##### Records supplied

use serde::{Deserialize, Serialize};
use std::fs;

use flip7_ai::{DEFAULT_POLICY, create_policy};
use flip7_engine::engine::DEFAULT_TARGET_SCORE;

/// Computer seats added to `play` and `sim` when no `--ai` is given.
pub const DEFAULT_COMPUTER_PLAYERS: usize = 3;

#[derive(Debug, Clone, Serialize, Deserialize, PartialEq)]
pub struct Config {
    pub target_score: u32,
    pub seed: Option<u64>,
    pub default_policy: String,
    pub computer_players: usize,
}

#[derive(Debug, Clone, Copy, Serialize, PartialEq, Eq)]
#[serde(rename_all = "lowercase")]
pub enum ValueSource {
    Default,
    File,
    Env,
}

#[derive(Debug, Clone, Copy)]
pub struct ConfigSources {
    pub target_score: ValueSource,
    pub seed: ValueSource,
    pub default_policy: ValueSource,
    pub computer_players: ValueSource,
}

impl Default for ConfigSources {
    fn default() -> Self {
        Self {
            target_score: ValueSource::Default,
            seed: ValueSource::Default,
            default_policy: ValueSource::Default,
            computer_players: ValueSource::Default,
        }
    }
}

#[derive(Debug, Clone)]
pub struct ConfigResolved {
    pub config: Config,
    pub sources: ConfigSources,
}

impl Default for Config {
    fn default() -> Self {
        Self {
            target_score: DEFAULT_TARGET_SCORE,
            seed: None,
            default_policy: DEFAULT_POLICY.into(),
            computer_players: DEFAULT_COMPUTER_PLAYERS,
        }
    }
}

#[derive(Debug)]
pub enum ConfigError {
    Io(std::io::Error),
    Parse(toml::de::Error),
    Invalid(String),
}

impl From<std::io::Error> for ConfigError {
    fn from(e: std::io::Error) -> Self {
        ConfigError::Io(e)
    }
}
impl From<toml::de::Error> for ConfigError {
    fn from(e: toml::de::Error) -> Self {
        ConfigError::Parse(e)
    }
}

impl std::fmt::Display for ConfigError {
    fn fmt(&self, f: &mut std::fmt::Formatter<'_>) -> std::fmt::Result {
        match self {
            ConfigError::Io(e) => write!(f, "cannot read config file: {}", e),
            ConfigError::Parse(e) => write!(f, "cannot parse config file: {}", e),
            ConfigError::Invalid(msg) => write!(f, "{}", msg),
        }
    }
}

pub fn load() -> Result<Config, ConfigError> {
    load_with_sources().map(|resolved| resolved.config)
}

/// Defaults, then the TOML file named by `FLIP7_CONFIG`, then `FLIP7_*`
/// environment variables.
pub fn load_with_sources() -> Result<ConfigResolved, ConfigError> {
    let mut cfg = Config::default();
    let mut sources = ConfigSources::default();

    if let Ok(path) = std::env::var("FLIP7_CONFIG")
        && !path.is_empty()
    {
        let s = fs::read_to_string(path)?;
        let f: FileConfig = toml::from_str(&s)?;
        if let Some(v) = f.target_score {
            cfg.target_score = v;
            sources.target_score = ValueSource::File;
        }
        if let Some(v) = f.seed {
            cfg.seed = Some(v);
            sources.seed = ValueSource::File;
        }
        if let Some(v) = f.default_policy {
            cfg.default_policy = v;
            sources.default_policy = ValueSource::File;
        }
        if let Some(v) = f.computer_players {
            cfg.computer_players = v;
            sources.computer_players = ValueSource::File;
        }
    }

    if let Ok(seed) = std::env::var("FLIP7_SEED")
        && !seed.is_empty()
    {
        cfg.seed = Some(
            seed.parse()
                .map_err(|_| ConfigError::Invalid("Invalid seed".into()))?,
        );
        sources.seed = ValueSource::Env;
    }
    if let Ok(target) = std::env::var("FLIP7_TARGET")
        && !target.is_empty()
    {
        cfg.target_score = target
            .parse()
            .map_err(|_| ConfigError::Invalid("Invalid target score".into()))?;
        sources.target_score = ValueSource::Env;
    }
    if let Ok(policy) = std::env::var("FLIP7_DEFAULT_POLICY")
        && !policy.is_empty()
    {
        cfg.default_policy = policy;
        sources.default_policy = ValueSource::Env;
    }
    if let Ok(n) = std::env::var("FLIP7_COMPUTER_PLAYERS")
        && !n.is_empty()
    {
        cfg.computer_players = n
            .parse()
            .map_err(|_| ConfigError::Invalid("Invalid computer player count".into()))?;
        sources.computer_players = ValueSource::Env;
    }

    validate(&cfg)?;
    Ok(ConfigResolved {
        config: cfg,
        sources,
    })
}

#[derive(Debug, Deserialize)]
#[serde(deny_unknown_fields)]
struct FileConfig {
    #[serde(default)]
    target_score: Option<u32>,
    #[serde(default)]
    seed: Option<u64>,
    #[serde(default)]
    default_policy: Option<String>,
    #[serde(default)]
    computer_players: Option<usize>,
}

fn validate(cfg: &Config) -> Result<(), ConfigError> {
    if cfg.target_score == 0 {
        return Err(ConfigError::Invalid(
            "Invalid configuration: target_score must be >0".into(),
        ));
    }
    if let Err(e) = create_policy(&cfg.default_policy) {
        return Err(ConfigError::Invalid(format!(
            "Invalid configuration: default_policy: {}",
            e
        )));
    }
    if cfg.computer_players > flip7_engine::engine::MAX_PLAYERS {
        return Err(ConfigError::Invalid(
            "Invalid configuration: computer_players must be <=18".into(),
        ));
    }
    Ok(())
}
use std::collections::VecDeque;

use flip7_engine::cards::{ActionKind, Card};
use flip7_engine::deck::Deck;
use flip7_engine::engine::{Game, GameConfig};
use flip7_engine::errors::GameError;
use flip7_engine::game::GameState;
use flip7_engine::strategy::{first_other_active, second_chance_candidates, Seat, Strategy};

/// Strategy driven by a fixed list of hit answers; stays once the list runs out.
#[derive(Debug, Default)]
pub struct Scripted {
    hits: VecDeque<bool>,
    target: Option<usize>,
}

#[allow(dead_code)]
impl Scripted {
    pub fn stayer() -> Self {
        Self::default()
    }

    pub fn hits(answers: &[bool]) -> Self {
        Self {
            hits: answers.iter().copied().collect(),
            target: None,
        }
    }

    /// Aim Freeze and Flip Three at `seat` whenever it is active.
    pub fn targeting(mut self, seat: usize) -> Self {
        self.target = Some(seat);
        self
    }
}

impl Strategy for Scripted {
    fn name(&self) -> &str {
        "scripted"
    }

    fn decide_hit_or_stay(&mut self, _state: &GameState<'_>) -> Result<bool, GameError> {
        Ok(self.hits.pop_front().unwrap_or(false))
    }

    fn choose_adversarial_target(
        &mut self,
        state: &GameState<'_>,
        _action: ActionKind,
    ) -> Result<usize, GameError> {
        Ok(self
            .target
            .filter(|&t| state.is_active(t))
            .unwrap_or_else(|| first_other_active(state)))
    }

    fn choose_positive_target(
        &mut self,
        state: &GameState<'_>,
        _action: ActionKind,
    ) -> Result<usize, GameError> {
        second_chance_candidates(state)
            .first()
            .copied()
            .ok_or(GameError::NoEligibleRecipient)
    }
}

pub fn seats(strategies: Vec<Scripted>) -> Vec<Seat> {
    strategies
        .into_iter()
        .enumerate()
        .map(|(i, s)| Seat::new(format!("P{}", i), Box::new(s)))
        .collect()
}

/// Game over a full deck whose first cards are `top`, in draw order.
#[allow(dead_code)]
pub fn stacked_game(top: &[Card], strategies: Vec<Scripted>) -> Game {
    stacked_game_to(top, strategies, 200)
}

#[allow(dead_code)]
pub fn stacked_game_to(top: &[Card], strategies: Vec<Scripted>, target_score: u32) -> Game {
    let config = GameConfig {
        target_score,
        seed: Some(1),
    };
    Game::with_deck(seats(strategies), config, Deck::stacked_full(top, 1)).expect("valid table")
}

#[allow(dead_code)]
pub fn n(v: u8) -> Card {
    Card::Number(v)
}

#[allow(dead_code)]
pub fn action(a: ActionKind) -> Card {
    Card::Action(a)
}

##########

Directions for this task:
Set the entries down again exactly, beginning with their first line and ending with the line that contains "impl std::fmt::Display for"; omit all other lines.

Response:
use serde::{Deserialize, Serialize};
use std::fs;

use flip7_ai::{DEFAULT_POLICY, create_policy};
use flip7_engine::engine::DEFAULT_TARGET_SCORE;

/// Computer seats added to `play` and `sim` when no `--ai` is given.
pub const DEFAULT_COMPUTER_PLAYERS: usize = 3;

#[derive(Debug, Clone, Serialize, Deserialize, PartialEq)]
pub struct Config {
    pub target_score: u32,
    pub seed: Option<u64>,
    pub default_policy: String,
    pub computer_players: usize,
}

#[derive(Debug, Clone, Copy, Serialize, PartialEq, Eq)]
#[serde(rename_all = "lowercase")]
pub enum ValueSource {
    Default,
    File,
    Env,
}

#[derive(Debug, Clone, Copy)]
pub struct ConfigSources {
    pub target_score: ValueSource,
    pub seed: ValueSource,
    pub default_policy: ValueSource,
    pub computer_players: ValueSource,
}

impl Default for ConfigSources {
    fn default() -> Self {
        Self {
            target_score: ValueSource::Default,
            seed: ValueSource::Default,
            default_policy: ValueSource::Default,
            computer_players: ValueSource::Default,
        }
    }
}

#[derive(Debug, Clone)]
pub struct ConfigResolved {
    pub config: Config,
    pub sources: ConfigSources,
}

impl Default for Config {
    fn default() -> Self {
        Self {
            target_score: DEFAULT_TARGET_SCORE,
            seed: None,
            default_policy: DEFAULT_POLICY.into(),
            computer_players: DEFAULT_COMPUTER_PLAYERS,
        }
    }
}

#[derive(Debug)]
pub enum ConfigError {
    Io(std::io::Error),
    Parse(toml::de::Error),
    Invalid(String),
}

impl From<std::io::Error> for ConfigError {
    fn from(e: std::io::Error) -> Self {
        ConfigError::Io(e)
    }
}
impl From<toml::de::Error> for ConfigError {
    fn from(e: toml::de::Error) -> Self {
        ConfigError::Parse(e)
    }
}

impl std::fmt::Display for ConfigError {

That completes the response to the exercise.